Please be aware that the data is artificially created and not real. The sample size is also deliberately small for easy display.

Predictor		Outcome
Hair	Eye	French	German	Italian
H_Dark	E_Blue	3	1	2
H_Dark	E_Brown	1	1	3
H_Dark	E_Others	1	1	1
H_Light	E_Blue	2	1	1
H_Light	E_Brown	2	1	2
H_Light	E_Others	1	5	1
a priori		0.5	0.33	0.17

We wish to develop a Bayesian model to identify the ethnicity of people, based on hair and eye color. To build our model, we recruited 10 each of known French, German, and Italians, and observed their hair and eye color. We then use the Bayesian model to predict ethnicity using hair and eye colors, in a community with an expected ratios of French:German:Italian of 3:2:1, normalized to a priori probabilities of 0.5:0.33:0.17.

The count of combinations are presented in the table to the right, and the explanation of terms and abbreviations used are as follows

Bayesian Probability

Bayesian Probability Theory is a mathematical model of making decisions based on experience. The process is to predict, using a set of predictors to determine the probabilities of alternative outcomes. In the Bayesian context, prediction is not to forecast the future, nor to establish what may be true, but to logically apply the observed values (attributes) of predictors to calculate how confident we can be, in terms of probabilities (a number between 0 and 1, or a percentage), for each of the alternative outcomes contained in our model.

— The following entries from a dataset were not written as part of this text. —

use thiserror::Error;
use tokio::task::JoinError;

use crate::platform::{AttestationServiceError, KeyStoreError};

/// Result type for attested key operations.
pub type AttestedKeyResult<T> = Result<T, AttestedKeyError>;

/// Error outputs from the attested key bridge.
///
/// Platform failures never cross the bridge as-is. They are classified into one of
/// these two kinds, so a caller only has to decide between fixing a precondition and
/// retrying the same identifier, or treating the failure as systemic.
#[derive(Debug, Clone, PartialEq, Eq, Error, uniffi::Error)]
pub enum AttestedKeyError {
    /// A precondition of the operation does not hold: the device is locked, a key already
    /// exists for the identifier, no key exists for it, or a live key handle holds it.
    #[error("precondition failed: {0}")]
    PreconditionFailed(String),
    /// The keystore or the attestation service failed unexpectedly.
    #[error("adapter failure: {0}")]
    AdapterFailure(String),
}

impl AttestedKeyError {
    pub(crate) fn key_exists(identifier: &str) -> Self {
        Self::PreconditionFailed(format!("key already exists for identifier `{identifier}`"))
    }

    pub(crate) fn key_not_found(identifier: &str) -> Self {
        Self::PreconditionFailed(format!("key not found for identifier `{identifier}`"))
    }

    pub(crate) fn device_locked() -> Self {
        Self::PreconditionFailed("device is locked".to_string())
    }

    pub(crate) fn identifier_in_use(identifier: &str) -> Self {
        Self::PreconditionFailed(format!(
            "identifier is already in use in this process: `{identifier}`"
        ))
    }
}

impl KeyStoreError {
    /// Classifies a keystore failure for the key named by `identifier`.
    ///
    /// `action` describes what the bridge was doing and prefixes adapter failures.
    pub(crate) fn classify(self, identifier: &str, action: &str) -> AttestedKeyError {
        match self {
            Self::KeyAlreadyExists => AttestedKeyError::key_exists(identifier),
            Self::KeyNotFound => AttestedKeyError::key_not_found(identifier),
            Self::DeviceLocked => AttestedKeyError::device_locked(),
            Self::Keystore(_) | Self::UnexpectedUniFFICallbackError(_) => {
                AttestedKeyError::AdapterFailure(format!("{action}: {self}"))
            }
        }
    }

    /// Classifies a keystore failure not tied to a single key, such as listing aliases.
    ///
    /// Only a locked device is a precondition here. A missing or duplicate key cannot be
    /// reported for an operation that names no key, so the adapter is at fault.
    pub(crate) fn classify_unkeyed(self, action: &str) -> AttestedKeyError {
        match self {
            Self::DeviceLocked => AttestedKeyError::device_locked(),
            _ => AttestedKeyError::AdapterFailure(format!("{action}: {self}")),
        }
    }
}

impl AttestationServiceError {
    /// Classifies an attestation service failure.
    ///
    /// Transient failures that survive the retry policy are folded into
    /// [`AttestedKeyError::AdapterFailure`] like any other failure. `attest` must not report
    /// them as "safe to retry with the same identifier".
    pub(crate) fn classify(self, action: &str) -> AttestedKeyError {
        AttestedKeyError::AdapterFailure(format!("{action}: {self}"))
    }
}

impl From<JoinError> for AttestedKeyError {
    fn from(error: JoinError) -> Self {
        Self::AdapterFailure(format!("platform task did not complete: {error}"))
    }
}

#[cfg(test)]
mod tests {
    use test_case::test_case;

    use super::*;

    #[test_case(KeyStoreError::KeyAlreadyExists, "key already exists for identifier `id`" ; "already exists")]
    #[test_case(KeyStoreError::KeyNotFound, "key not found for identifier `id`" ; "not found")]
    #[test_case(KeyStoreError::DeviceLocked, "device is locked" ; "locked")]
    fn test_keystore_preconditions(error: KeyStoreError, reason: &str) {
        assert_eq!(
            error.classify("id", "failed to sign the payload"),
            AttestedKeyError::PreconditionFailed(reason.to_string())
        );
    }

    #[test_case(KeyStoreError::Keystore("bad padding".to_string()) ; "keystore")]
    #[test_case(KeyStoreError::UnexpectedUniFFICallbackError("panic".to_string()) ; "callback")]
    fn test_keystore_adapter_failures(error: KeyStoreError) {
        let message = error.to_string();
        let classified = error.classify("id", "failed to sign the payload");

        let AttestedKeyError::AdapterFailure(reason) = classified else {
            panic!("expected adapter failure, got: {classified:?}");
        };
        assert!(reason.starts_with("failed to sign the payload: "));
        assert!(reason.ends_with(&message));
    }

    #[test_case(KeyStoreError::KeyNotFound ; "not found")]
    #[test_case(KeyStoreError::Keystore("binder died".to_string()) ; "keystore")]
    fn test_unkeyed_failures_name_no_identifier(error: KeyStoreError) {
        let classified = error.classify_unkeyed("failed to list keys");

        let AttestedKeyError::AdapterFailure(reason) = classified else {
            panic!("expected adapter failure, got: {classified:?}");
        };
        assert!(reason.starts_with("failed to list keys: "));
        assert!(!reason.contains("identifier"));
    }

    #[test]
    fn test_unkeyed_locked_device_is_precondition() {
        assert_eq!(
            KeyStoreError::DeviceLocked.classify_unkeyed("failed to list keys"),
            AttestedKeyError::device_locked()
        );
    }

    #[test_case(AttestationServiceError::Transient("timeout".to_string()) ; "transient")]
    #[test_case(AttestationServiceError::Permanent("bad project".to_string()) ; "permanent")]
    fn test_attestation_failures_are_never_preconditions(error: AttestationServiceError) {
        assert!(matches!(
            error.classify("failed to obtain integrity token"),
            AttestedKeyError::AdapterFailure(_)
        ));
    }

    #[test]
    fn test_display_includes_kind() {
        assert_eq!(
            AttestedKeyError::device_locked().to_string(),
            "precondition failed: device is locked"
        );
        assert_eq!(
            AttestedKeyError::AdapterFailure("chain too short".to_string()).to_string(),
            "adapter failure: chain too short"
        );
    }
}
#![cfg(feature = "software")]

//! Common test utilities shared across integration tests.

use std::sync::{Arc, Mutex};

use attestkit_core::logger::{LogLevel, Logger};
use attestkit_core::software::{SoftwareAttestationService, SoftwareKeyStore, UnlockedDevice};
use attestkit_core::{AttestedKeyBridge, BridgeConfig, RetryPolicy};

/// Google Cloud project number used by the Android instrumented tests.
pub const PROJECT_NUMBER: u64 = 12_143_997_365;

/// A bridge over the software platform, with access to its keystore and attestation service.
pub struct SoftwarePlatform {
    /// The bridge under test.
    pub bridge: AttestedKeyBridge,
    /// The keystore backing `bridge`.
    pub key_store: Arc<SoftwareKeyStore>,
    /// The attestation service backing `bridge`.
    pub attestation_service: Arc<SoftwareAttestationService>,
}

/// Builds a bridge over a fresh software platform, with near-instant retries.
pub fn software_platform() -> SoftwarePlatform {
    let key_store = Arc::new(SoftwareKeyStore::new());
    let attestation_service = Arc::new(SoftwareAttestationService::new());
    let config = BridgeConfig {
        retry: RetryPolicy {
            max_retries: 1,
            min_delay_ms: 1,
            max_delay_ms: 1,
        },
        ..BridgeConfig::default()
    };
    let bridge = AttestedKeyBridge::new(
        key_store.clone(),
        attestation_service.clone(),
        Arc::new(UnlockedDevice),
        Some(config),
    )
    .expect("valid config");

    SoftwarePlatform {
        bridge,
        key_store,
        attestation_service,
    }
}

/// Logger keeping every forwarded record in memory.
#[derive(Default)]
pub struct RecordingLogger {
    records: Mutex<Vec<(LogLevel, String)>>,
}

impl RecordingLogger {
    /// Returns the records forwarded so far, oldest first.
    pub fn records(&self) -> Vec<(LogLevel, String)> {
        self.records.lock().unwrap().clone()
    }
}

impl Logger for RecordingLogger {
    fn log(&self, level: LogLevel, message: String) {
        self.records.lock().unwrap().push((level, message));
    }
}

/// Returns whether `needle` occurs anywhere in `haystack`.
pub fn contains_bytes(haystack: &[u8], needle: &[u8]) -> bool {
    haystack.windows(needle.len()).any(|window| window == needle)
}
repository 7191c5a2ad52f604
mod common;
pub mod config;
pub mod error;
pub mod registration;
pub mod telemetry;
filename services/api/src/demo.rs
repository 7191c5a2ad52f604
use crate::infra::{default_validator, ConsoleNotifier, InProcessGateway};
use clap::Args;
use iti_registration::error::AppError;
use iti_registration::registration::{
    fields, FileRef, InputChange, InputValue, OptionProvider, OptionSource,
    RegistrationForm, RegistrationServiceError, SelectOption, StepTransition, SubmitOutcome,
    INTENSIVE_CODE_CAMP,
};

#[derive(Args, Debug, Default)]
pub(crate) struct DemoArgs {
    /// Make the in-process gateway reject the submission to show the failure path.
    #[arg(long)]
    pub(crate) fail_submission: bool,
}

pub(crate) async fn run_demo(args: DemoArgs) -> Result<(), AppError> {
    let gateway = if args.fail_submission {
        InProcessGateway::failing("Network Error")
    } else {
        InProcessGateway::default()
    };
    let options = OptionProvider::bundled()?;
    let mut form = RegistrationForm::new(default_validator());

    println!("ITI graduate registration demo");
    print_step(&form);

    println!("\nAttempting to continue with an empty form");
    advance(&mut form)?;

    fill_personal_information(&mut form);
    advance(&mut form)?;

    fill_education_details(&mut form, &options);
    let outcome = form
        .blur_select(fields::INTAKE)
        .map_err(RegistrationServiceError::from)?;
    println!("  intake blur for {INTENSIVE_CODE_CAMP}: {outcome:?}");
    advance(&mut form)?;

    fill_work_experience(&mut form, &options);
    advance(&mut form)?;

    fill_teaching_preferences(&mut form, &options);
    advance(&mut form)?;

    println!("\nSubmitting registration");
    let outcome = form
        .submit(&gateway, &ConsoleNotifier)
        .await
        .map_err(RegistrationServiceError::from)?;
    match outcome {
        SubmitOutcome::Submitted(receipt) => println!(
            "- Accepted with status {} ({} registrations stored)",
            receipt.status,
            gateway.accepted().len()
        ),
        SubmitOutcome::Failed(err) => println!(
            "- Gateway failed: {} (form kept on step {}, {} fields retained)",
            err,
            form.current_step() + 1,
            form.form().len()
        ),
        other => println!("- Submission not sent: {other:?}"),
    }
    println!("- Gateway attempts: {}", gateway.attempts());
    print_step(&form);

    Ok(())
}

fn advance(form: &mut RegistrationForm) -> Result<(), AppError> {
    let transition = form.next().map_err(RegistrationServiceError::from)?;
    match transition {
        StepTransition::Advanced { from, to } => {
            println!("- Step {} passed, moving to step {}", from + 1, to + 1);
            print_step(form);
        }
        StepTransition::Stayed { step } => {
            println!("- Step {} passed; ready to submit", step + 1);
        }
        StepTransition::Blocked { step, error_count } => {
            println!("- Step {} blocked by {} errors:", step + 1, error_count);
            for (field, message) in form.errors().iter() {
                if !message.is_empty() {
                    println!("    {field}: {message}");
                }
            }
        }
    }
    Ok(())
}

fn print_step(form: &RegistrationForm) {
    if let Some(step) = form.validator().definition().get(form.current_step()) {
        println!(
            "\n[{} / {}] {}",
            form.current_step() + 1,
            form.step_count(),
            step.title()
        );
    }
}

fn first_option(options: &OptionProvider, source: OptionSource) -> Option<SelectOption> {
    options.options(source).first().cloned()
}

fn select(form: &mut RegistrationForm, field: &str, option: Option<SelectOption>) {
    if let Some(option) = &option {
        println!("  {field} <- {}", option.label);
    }
    form.apply_select(field, option.as_ref());
}

fn fill_personal_information(form: &mut RegistrationForm) {
    println!("\nFilling personal information");
    form.apply_input(&InputChange::text(fields::FULL_NAME, "Mariam Hassan"));
    form.apply_input(&InputChange::new(
        fields::PERSONAL_PHOTO,
        InputValue::File(Some(FileRef {
            file_name: "mariam.jpg".to_string(),
            content_type: "image/jpeg".to_string(),
            size_bytes: 124_000,
        })),
    ));
    form.apply_input(&InputChange::text(fields::MOBILE, "01123456789"));
    form.apply_input(&InputChange::text(fields::EMAIL, "mariam.hassan@example.com"));
    form.apply_input(&InputChange::text(fields::CITY_OF_BIRTH, "Alexandria"));
}

fn fill_education_details(form: &mut RegistrationForm, options: &OptionProvider) {
    println!("\nFilling education details");
    select(form, fields::UNIVERSITY, first_option(options, OptionSource::Universities));
    select(form, fields::FACULTY, first_option(options, OptionSource::Faculties));
    select(form, fields::BRANCH, first_option(options, OptionSource::Branches));
    select(form, fields::TRACK_NAME, first_option(options, OptionSource::Tracks));
    select(
        form,
        fields::PROGRAM,
        Some(SelectOption::new(INTENSIVE_CODE_CAMP, INTENSIVE_CODE_CAMP)),
    );
    select(form, fields::ROUND, first_option(options, OptionSource::Rounds));
    form.apply_input(&InputChange::number(fields::ITI_GRADUATION_YEAR, "2022"));
}

fn fill_work_experience(form: &mut RegistrationForm, options: &OptionProvider) {
    println!("\nFilling work experience");
    form.apply_input(&InputChange::checkbox(fields::IS_WORK, true));
    form.apply_input(&InputChange::text(fields::JOB_TITLE, "Backend Engineer"));
    form.apply_input(&InputChange::text(fields::COMPANY_NAME, "Nile Systems"));
    form.apply_input(&InputChange::number(fields::YEARS_OF_EXPERIENCE, "3"));
    form.apply_input(&InputChange::checkbox(fields::IS_FREELANCER, true));
    select(
        form,
        fields::FREELANCING_GAIN,
        first_option(options, OptionSource::FreelanceGain),
    );
}

fn fill_teaching_preferences(form: &mut RegistrationForm, options: &OptionProvider) {
    println!("\nFilling teaching preferences");
    form.apply_input(&InputChange::text(fields::INTERESTED_IN_TEACHING, "yes"));
    let branches = options
        .options(OptionSource::Branches)
        .iter()
        .take(2)
        .map(|option| option.value.clone())
        .collect();
    form.apply_input(&InputChange::new(
        fields::PREFERRED_TEACHING_BRANCHES,
        InputValue::MultiSelect(branches),
    ));
    form.apply_input(&InputChange::new(
        fields::PREFERRED_COURSES_TO_TEACH,
        InputValue::MultiSelect(vec!["Rust".to_string(), "Databases".to_string()]),
    ));
    form.apply_input(&InputChange::text(
        fields::LINKEDIN,
        "https://www.linkedin.com/in/mariam-hassan",
    ));
}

The process of Bayesian decisions can be separated into the following stages

We begin by nominating the a priori probabilities (π), our confidence in believing each of the alternative outcomes to be correct, before taking predictors into consideration. This can be established by the following
- We can decide that we do not know, and assign the same value as a priori probability to all outcomes
- We can base the a priori probabilities on knowledge, from experience, research, previously collected data, heresay, cultural belief, or simply a guess
- We can propose a priori probabilities as a hypothesis to explore, such as "if the a priori probabilities are ...., then ....."
- From our example, in the community we will use our Bayesian model (noth west of Switzerland), Census informs us that the ratio of French:German:Italian are 3:2:1. These are normalized to probabilities by dividing each value by the total to 0.5:0.33:0.17
We then use the coefficients of our model to apply the attributes of predictors to change a priori probabilities to a posteriori probabilities. The coefficients are developed using a set of reference data, in our example, 10 cases of each ethnicity. Each coefficient is the probability of seeing an attribute given the outcome P(a|o), obtained by dividing the number of cases with each pair of attribute/outcome by the sample size of that outcome in the reference data. Both the Basic and Naive Bayes model use P(a|o) as coefficients, but they are calculated, presented, and used differently. Details of this are presented in the 2 subsequent panels.
The coefficients P(a|o) interacts with the alternatives in the predictor(s) to estimate the a posteriori probability. This is term the a posteriori probability, and commonly referred to as the Bayesian probability
- When there is only 1 predictor, as in the Basic Bayes model, attribute (a) represents each alternative of the predictor, and the Bayesian probability is probability given attribute πP(o|a)
- When there are more than 1 predictor, as in the Naive Bayes model, pattern (p) represents an array of attributes, one from each predictor, and the Bayesian probability is probability given pattern πP(o|p)
Two types of a posteriori probability can therefore be calculated using the coefficients we developed
- Probability of outcome using only the predictor(s), without taking a priori probability into consideration. In the Basic Bayes model with 1 predictor, this is probability given attribute P(o|a), and in the Naive Bayes model with multiple predictors probability given pattern of attributes combined P(o|p). This probability is also termed Maximum Likelihood, and the table of Maximum Likelihood describes the behaviour of the model.
- Probability of outcome using the predictor(s) plus the a priori probabilities π. In the Basic Bayes model with 1 predictor, this is probability given attribute and a priori probability πP(o|a), and in the Naive Bayes model with multiple predictors probability given pattern and a priori probability πP(o|p). This probability is also termed Bayes or Bayesian Probability, and is the major and most commonly used a posteriori probability.

Summary and Terminology

The terminology and abbreviations used in this page and the associated programs are adapted from diverse sources, and may not be the same as in other publications. Users should be aware of this peculiarity when comparing these pages with other sources of information. These are chosen to prefer clarity over brevity, hoping that, by doing so, the inexperienced will be less confused. In particular, the following should be noted.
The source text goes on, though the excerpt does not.